No início de outubro, a companhia palestina de energia anunciou que a única usina de Gaza teria sido desligada por falta de combustível e nenhuma energia poderia ser mais gerada. Israel acusa o Hamas, que controla Gaza, de manter um estoque de "1 milhão de litros" de combustível e não disponibilizá-lo à população. Essas informações não podem ser verificadas de forma independente.

Fato é que o combustível é um bem essencial para a população de Gaza, já que ele é necessário para, entre outras coisas, assegurar o fornecimento de energia. A UNRWA reforçou diversas vezes pedidos para que combustível fosse entregue à região. Hospitais precisam dele para, por exemplo, manter geradores que garantem a operação de máquinas essenciais para a sobrevivência de pacientes.

O Programa Mundial de Alimentos, da ONU, também alertou que as padarias parceiras da entidade não poderiam mais operar sem combustível. Procurada pela DW, a organização informou que, por ora, pode fornecer pão diariamente apenas a 20 mil pessoas – no início da crise, eram 200 mil.

Também o acesso a água potável é dificultado pela falta de combustível, necessário para gerar a energia das plantas dessalinizadoras e bombear água do solo. Como atualmente o fornecimento de energia é instável e não entra combustível em Gaza, isso também significa, segundo Johnen, que não há como gerar água limpa – o representante da Cruz Vermelha, contudo, afirmou que não tem estimativas sobre a quantidade de combustível disponível no território.

Procurada pela DW, a UNRWA afirma que há um mês não entra combustível em Gaza. De acordo com informações de agências de notícias, porém, as forças israelenses sinalizaram que permitiriam o fornecimento de combustível a hospitais.

Como está a situação nos hospitais de Gaza?
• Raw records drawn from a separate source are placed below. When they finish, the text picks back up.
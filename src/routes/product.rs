use axum::{
    extract::{Path, Query},
    http::StatusCode,
    response::{IntoResponse, Json},
};
use serde_json::json;

use crate::{
    dto::product_dto::{BulkStatusPayload, ProductDto, ProductListQuery, UpdateStockPayload},
    error::{Error, Result},
    extract::{RequestScope, ValidatedJson},
    models::{Entity, Product},
};

#[utoipa::path(
    get,
    path = "/api/products",
    params(
        ("page" = Option<usize>, Query, description = "Page number, from 1"),
        ("page_size" = Option<usize>, Query, description = "Items per page, 1 to 100"),
        ("category_id" = Option<i64>, Query, description = "Filter by category"),
        ("is_active" = Option<bool>, Query, description = "Filter by active flag"),
        ("is_featured" = Option<bool>, Query, description = "Filter by featured flag"),
        ("search" = Option<String>, Query, description = "Search in name, description and SKU"),
        ("sort_by" = Option<String>, Query, description = "name, price, stock, category or created"),
        ("sort_desc" = Option<bool>, Query, description = "Sort descending")
    ),
    responses(
        (status = 200, description = "One page of products", body = crate::dto::paging::PagedResult<ProductDto>)
    )
)]
#[axum::debug_handler(state = crate::AppState)]
pub async fn list_products(
    scope: RequestScope,
    Query(query): Query<ProductListQuery>,
) -> Result<impl IntoResponse> {
    Ok(Json(scope.products().get_paged(&query).await?))
}

#[utoipa::path(
    get,
    path = "/api/products/active",
    responses((status = 200, description = "Active products", body = [ProductDto]))
)]
#[axum::debug_handler(state = crate::AppState)]
pub async fn list_active_products(scope: RequestScope) -> Result<impl IntoResponse> {
    Ok(Json(scope.products().get_active().await?))
}

#[utoipa::path(
    get,
    path = "/api/products/featured",
    responses((status = 200, description = "Featured active products", body = [ProductDto]))
)]
#[axum::debug_handler(state = crate::AppState)]
pub async fn list_featured_products(scope: RequestScope) -> Result<impl IntoResponse> {
    Ok(Json(scope.products().get_featured().await?))
}

#[utoipa::path(
    get,
    path = "/api/products/on-sale",
    responses((status = 200, description = "Active products with a sale price", body = [ProductDto]))
)]
#[axum::debug_handler(state = crate::AppState)]
pub async fn list_sale_products(scope: RequestScope) -> Result<impl IntoResponse> {
    Ok(Json(scope.products().get_on_sale().await?))
}

#[utoipa::path(
    get,
    path = "/api/products/low-stock",
    responses((status = 200, description = "Active products with stock at or below 5", body = [ProductDto]))
)]
#[axum::debug_handler(state = crate::AppState)]
pub async fn list_low_stock_products(scope: RequestScope) -> Result<impl IntoResponse> {
    Ok(Json(scope.products().get_low_stock().await?))
}

#[utoipa::path(
    get,
    path = "/api/products/sku/{sku}",
    params(("sku" = String, Path, description = "Stock keeping unit")),
    responses(
        (status = 200, description = "Product", body = ProductDto),
        (status = 404, description = "No product with this SKU")
    )
)]
#[axum::debug_handler(state = crate::AppState)]
pub async fn get_product_by_sku(
    scope: RequestScope,
    Path(sku): Path<String>,
) -> Result<impl IntoResponse> {
    let product = scope
        .products()
        .get_by_sku(&sku)
        .await?
        .ok_or_else(|| Error::not_found(Product::NAME, sku.trim()))?;
    Ok(Json(product))
}

#[utoipa::path(
    get,
    path = "/api/products/{id}",
    params(("id" = i64, Path, description = "Product ID")),
    responses(
        (status = 200, description = "Product", body = ProductDto),
        (status = 404, description = "Product not found")
    )
)]
#[axum::debug_handler(state = crate::AppState)]
pub async fn get_product(scope: RequestScope, Path(id): Path<i64>) -> Result<impl IntoResponse> {
    let product = scope
        .products()
        .get_by_id(id)
        .await?
        .ok_or_else(|| Error::not_found(Product::NAME, id))?;
    Ok(Json(product))
}

#[utoipa::path(
    post,
    path = "/api/products",
    request_body = ProductDto,
    responses(
        (status = 201, description = "Product created", body = ProductDto),
        (status = 400, description = "Validation or business rule failure"),
        (status = 401, description = "Missing or invalid token")
    )
)]
#[axum::debug_handler(state = crate::AppState)]
pub async fn create_product(
    scope: RequestScope,
    ValidatedJson(payload): ValidatedJson<ProductDto>,
) -> Result<impl IntoResponse> {
    let product = scope.products().create(&payload).await?;
    Ok((StatusCode::CREATED, Json(product)))
}

#[utoipa::path(
    put,
    path = "/api/products/{id}",
    params(("id" = i64, Path, description = "Product ID")),
    request_body = ProductDto,
    responses(
        (status = 200, description = "Product updated", body = ProductDto),
        (status = 400, description = "Validation or business rule failure"),
        (status = 404, description = "Product not found")
    )
)]
#[axum::debug_handler(state = crate::AppState)]
pub async fn update_product(
    scope: RequestScope,
    Path(id): Path<i64>,
    ValidatedJson(mut payload): ValidatedJson<ProductDto>,
) -> Result<impl IntoResponse> {
    payload.id = id;
    Ok(Json(scope.products().update(&payload).await?))
}

#[utoipa::path(
    delete,
    path = "/api/products/{id}",
    params(("id" = i64, Path, description = "Product ID")),
    responses(
        (status = 204, description = "Product soft deleted"),
        (status = 404, description = "Product not found")
    )
)]
#[axum::debug_handler(state = crate::AppState)]
pub async fn delete_product(scope: RequestScope, Path(id): Path<i64>) -> Result<impl IntoResponse> {
    scope.products().delete(id).await?;
    Ok(StatusCode::NO_CONTENT)
}

#[utoipa::path(
    patch,
    path = "/api/products/{id}/stock",
    params(("id" = i64, Path, description = "Product ID")),
    request_body = UpdateStockPayload,
    responses(
        (status = 200, description = "Stock updated", body = ProductDto),
        (status = 404, description = "Product not found")
    )
)]
#[axum::debug_handler(state = crate::AppState)]
pub async fn update_product_stock(
    scope: RequestScope,
    Path(id): Path<i64>,
    ValidatedJson(payload): ValidatedJson<UpdateStockPayload>,
) -> Result<impl IntoResponse> {
    Ok(Json(scope.products().update_stock(id, payload.quantity).await?))
}

#[utoipa::path(
    post,
    path = "/api/products/bulk-status",
    request_body = BulkStatusPayload,
    responses(
        (status = 200, description = "Number of products updated"),
        (status = 400, description = "More than 100 ids")
    )
)]
#[axum::debug_handler(state = crate::AppState)]
pub async fn bulk_update_product_status(
    scope: RequestScope,
    ValidatedJson(payload): ValidatedJson<BulkStatusPayload>,
) -> Result<impl IntoResponse> {
    let updated = scope
        .products()
        .bulk_update_active_status(&payload.ids, payload.is_active)
        .await?;
    Ok(Json(json!({ "updated": updated })))
}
Christian Katzer, chefe da seção alemã do Médicos Sem Fronteiras (MSF), afirma no site da organização: "Nossos cirurgiões informaram que estão operando, em parte, sem anestesia. Não há mais analgésicos para as pessoas. As condições em que serviços de saúde estão sendo prestados são inimagináveis, inaceitáveis."

Cirurgião palestino atuando para a organização a partir do Hospital Shifa, na Cidade de Gaza, Mohammed Obeid relatou em um depoimento publicado na página do MSF como realizou uma operação no chão de um corredor. "Amputamos o pé de um rapaz de 9 anos, praticamente sem anestesia. O anestesista manteve a boca dele aberta, para que ele não sufocasse. Isso é o melhor que podemos fazer agora. Mais não é possível." Os hospitais enfrentariam uma carência generalizada, tanto de medicamentos quanto de analgésicos e combustível.

"As equipes relatam cenas muito, muito ruins; ferimentos terríveis. Dizem não ter mais como chegar sempre rápido aos locais onde as pessoas precisam de ajuda", afirma Johnen, da Cruz Vermelha. O sistema, segundo ele, estaria totalmente sobrecarregado. "Nos hospitais estão todos exaustos. Estão exasperados com a quantidade de feridos chegando, e que eles têm que tratar com cada vez menos recursos." A esse quadro somam-se pessoas que não estão feridas, mas que acorrem aos hospitais em busca de abrigo, na esperança de se protegerem de mísseis.

Em 01/11, pela primeira vez desde o atentado do Hamas, a passagem de Rafah, no Egito, foi aberta para a saída de civis. Dezenas de palestinos feridos puderam ser levados ao país vizinho para tratamento médico. Na noite do sábado, na esteira de um bombardeio israelense a um comboio de ambulâncias – que, segundo Israel, eram usadas pelo Hamas –, a passagem voltou a ser fechada.

Como as pessoas estão se deslocando em Gaza?

Como não têm mais combustível para seus carros, civis em Gaza têm andado a pé ou a cavalo, em carroças puxadas por mulas ou jumentos, segundo Johnen.

Homem com duas crianças conduz uma carroça puxada por um cavalo pelas ruas de Gaza cobertas pela poeira dos bombardeios
Por falta opção melhor, algumas pessoas em Gaza passaram a recorrer a animais e carroças para se deslocarFoto: Hatem Ali/AP/picture alliance

Principalmente após Israel instar a população de Gaza a evacuar o norte do território, muitos começaram a se deslocar para o sul. Mas nem todos têm como fazer o trajeto, diz Johnen. É difícil evacuar hospitais, e a Cruz Vermelha alemã ouviu de socorristas e ajudantes que trabalham no norte que eles não teriam como nem querem deixar os feridos para trás.